Topic 10.9

Energy Requirements for Unloading in Developing Seeds and Storage Organs

Susan Dunford, University of Cincinnati

Developing seeds have proven to be a most interesting system in which to study unloading processes. In legumes such as soybean, the embryo can be removed from the seed coat. In this way, unloading from the seed coat into the apoplast can be studied without the influence of the embryo, and uptake into the embryo can also be investigated separately. Studies with legumes have shown that both entry of sucrose into the apoplast and uptake into the embryo are mediated by transporters and are active. In cereals like wheat, only uptake into the embryo is active; the loss of sucrose (sucrose efflux) from the maternal tissues is passive (down the concentration gradient), because the subsequent active step keeps the sucrose concentration in the apoplast low. In corn, the cell wall invertase helps maintain a low apoplastic sucrose concentration by splitting the disaccharide into monosaccharides. In general, sugar–proton symport mechanisms appear to function in the uptake of sugars from the apoplast, as in sucrose uptake into the soybean embryo.

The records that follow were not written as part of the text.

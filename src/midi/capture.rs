// MIDI Capture - Device-read thread feeding the note queue
//
// The thread owns its backend instance, decodes note messages, stamps them
// with its own (synced) clock and pushes them into the bounded SPSC queue.
// It never blocks on the queue: a full queue drops the event.

use crate::messaging::channels::NoteProducer;
use crate::midi::backend::{MidiBackend, MidiError, PortDescriptor, PortDirection};
use crate::midi::event::NoteEvent;
use crate::timing::Clock;
use ringbuf::traits::Producer;
use std::sync::Arc;
use std::sync::atomic::{AtomicBool, AtomicU64, Ordering};
use std::thread;
use std::time::Duration;
use tracing::{debug, info, warn};

/// Counters shared with the capture thread
#[derive(Debug, Default)]
pub struct CaptureCounters {
    captured: AtomicU64,
    dropped: AtomicU64,
    ignored: AtomicU64,
    read_errors: AtomicU64,
}

#[derive(Debug, Clone, Copy, Default, PartialEq, Eq)]
pub struct CaptureStats {
    pub captured: u64,
    pub dropped: u64,
    pub ignored: u64,
    pub read_errors: u64,
}

impl CaptureCounters {
    pub fn snapshot(&self) -> CaptureStats {
        CaptureStats {
            captured: self.captured.load(Ordering::Relaxed),
            dropped: self.dropped.load(Ordering::Relaxed),
            ignored: self.ignored.load(Ordering::Relaxed),
            read_errors: self.read_errors.load(Ordering::Relaxed),
        }
    }
}

pub struct MidiCapture {
    running: Arc<AtomicBool>,
    counters: Arc<CaptureCounters>,
    thread: Option<thread::JoinHandle<()>>,
}

impl MidiCapture {
    /// Open `port` on `backend` and start reading it on a new thread
    ///
    /// `idle` is how long the thread sleeps when the port has nothing to read.
    pub fn spawn<B>(
        mut backend: B,
        port: &PortDescriptor,
        clock: Clock,
        mut producer: NoteProducer,
        idle: Duration,
    ) -> Result<Self, MidiError>
    where
        B: MidiBackend + Send + 'static,
    {
        let handle = backend.open(port, PortDirection::Input)?;
        let running = Arc::new(AtomicBool::new(true));
        let counters = Arc::new(CaptureCounters::default());

        let thread_running = Arc::clone(&running);
        let thread_counters = Arc::clone(&counters);
        let port_name = port.name.clone();

        let thread = thread::Builder::new()
            .name("midi-capture".to_string())
            .spawn(move || {
                info!(port = %port_name, "MIDI capture started");
                while thread_running.load(Ordering::Acquire) {
                    match backend.read(handle) {
                        Ok(bytes) => {
                            let Some(event) = NoteEvent::from_bytes(&bytes, clock.now()) else {
                                thread_counters.ignored.fetch_add(1, Ordering::Relaxed);
                                continue;
                            };
                            if producer.try_push(event).is_err() {
                                thread_counters.dropped.fetch_add(1, Ordering::Relaxed);
                                warn!("Note queue full, event dropped");
                            } else {
                                thread_counters.captured.fetch_add(1, Ordering::Relaxed);
                            }
                        }
                        Err(MidiError::WouldBlock) => thread::sleep(idle),
                        Err(e) => {
                            thread_counters.read_errors.fetch_add(1, Ordering::Relaxed);
                            warn!("MIDI read failed: {}", e);
                            thread::sleep(idle.max(Duration::from_millis(10)));
                        }
                    }
                }
                backend.close(handle);
                debug!(port = %port_name, "MIDI capture stopped");
            })
            .map_err(|e| MidiError::Init(e.to_string()))?;

        Ok(Self {
            running,
            counters,
            thread: Some(thread),
        })
    }

    pub fn stats(&self) -> CaptureStats {
        self.counters.snapshot()
    }

    pub fn is_running(&self) -> bool {
        self.running.load(Ordering::Acquire)
    }

    /// Stop the thread and wait for it to close its port
    pub fn stop(&mut self) {
        self.running.store(false, Ordering::Release);
        if let Some(thread) = self.thread.take() {
            if thread.join().is_err() {
                warn!("MIDI capture thread panicked");
            }
        }
    }
}

impl Drop for MidiCapture {
    fn drop(&mut self) {
        self.stop();
    }
}

#[cfg(test)]
mod tests {
    use super::*;
    use crate::messaging::channels::create_note_channel;
    use crate::midi::memory::MemoryBackend;
    use ringbuf::traits::Consumer;
    use std::time::Instant;

    fn wait_for<F: FnMut() -> bool>(mut done: F) {
        let deadline = Instant::now() + Duration::from_secs(2);
        while !done() && Instant::now() < deadline {
            thread::sleep(Duration::from_millis(1));
        }
    }

    #[test]
    fn test_capture_decodes_notes_in_order() {
        let backend = MemoryBackend::with_ports(&["keys"], &[]);
        let port = backend.enumerate_inputs()[0].clone();
        let (tx, mut rx) = create_note_channel(16);

        let mut capture = MidiCapture::spawn(
            backend.clone(),
            &port,
            Clock::monotonic(),
            tx,
            Duration::from_millis(1),
        )
        .unwrap();

        backend.inject("keys", &[0x90, 60, 100]);
        backend.inject("keys", &[0xB0, 7, 127]);
        backend.inject("keys", &[0x80, 60, 0]);

        let mut events = Vec::new();
        wait_for(|| {
            while let Some(e) = rx.try_pop() {
                events.push(e);
            }
            events.len() == 2
        });
        capture.stop();

        assert_eq!(events.len(), 2);
        assert!(events[0].is_note_on());
        assert!(events[1].is_note_off());
        assert!(events[1].timestamp >= events[0].timestamp);

        let stats = capture.stats();
        assert_eq!(stats.captured, 2);
        assert_eq!(stats.ignored, 1);
        assert_eq!(backend.open_handles(), 0);
    }

    #[test]
    fn test_full_queue_drops_instead_of_blocking() {
        let backend = MemoryBackend::with_ports(&["keys"], &[]);
        let port = backend.enumerate_inputs()[0].clone();
        let (tx, _rx) = create_note_channel(1);

        for pitch in 60..64 {
            backend.inject("keys", &[0x90, pitch, 64]);
        }
        let capture = MidiCapture::spawn(
            backend.clone(),
            &port,
            Clock::monotonic(),
            tx,
            Duration::from_millis(1),
        )
        .unwrap();

        wait_for(|| capture.stats().captured + capture.stats().dropped == 4);
        let stats = capture.stats();
        assert_eq!(stats.captured, 1);
        assert_eq!(stats.dropped, 3);
    }

    #[test]
    fn test_unknown_port_fails_to_spawn() {
        let backend = MemoryBackend::with_ports(&[], &[]);
        let ghost = PortDescriptor {
            card: 0,
            device: 0,
            subdevice: 0,
            name: "ghost".to_string(),
            supports_input: true,
            supports_output: false,
        };
        let (tx, _rx) = create_note_channel(4);
        let result = MidiCapture::spawn(backend, &ghost, Clock::monotonic(), tx, Duration::ZERO);
        assert!(matches!(result, Err(MidiError::PortNotFound(_))));
    }
}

Storage organs often accumulate sugars to high concentrations, for example, in sugar beet taproot and sugarcane stem. This sugar accumulation requires active membrane transport, since energy is required to move sugars into storage compartments against a concentration gradient.

Sugar transport into the vacuoles of storage cells such as those of sugar beet is thought to be accomplished by a sucrose–proton antiport (see textbook Chapter 6). In this case, a vacuolar H⁺-ATPase pumps protons into the vacuole; the antiport carrier then moves sucrose into the vacuole in exchange for protons, which exit the vacuole down their electrochemical-potential gradient (see textbook Figure 6.11).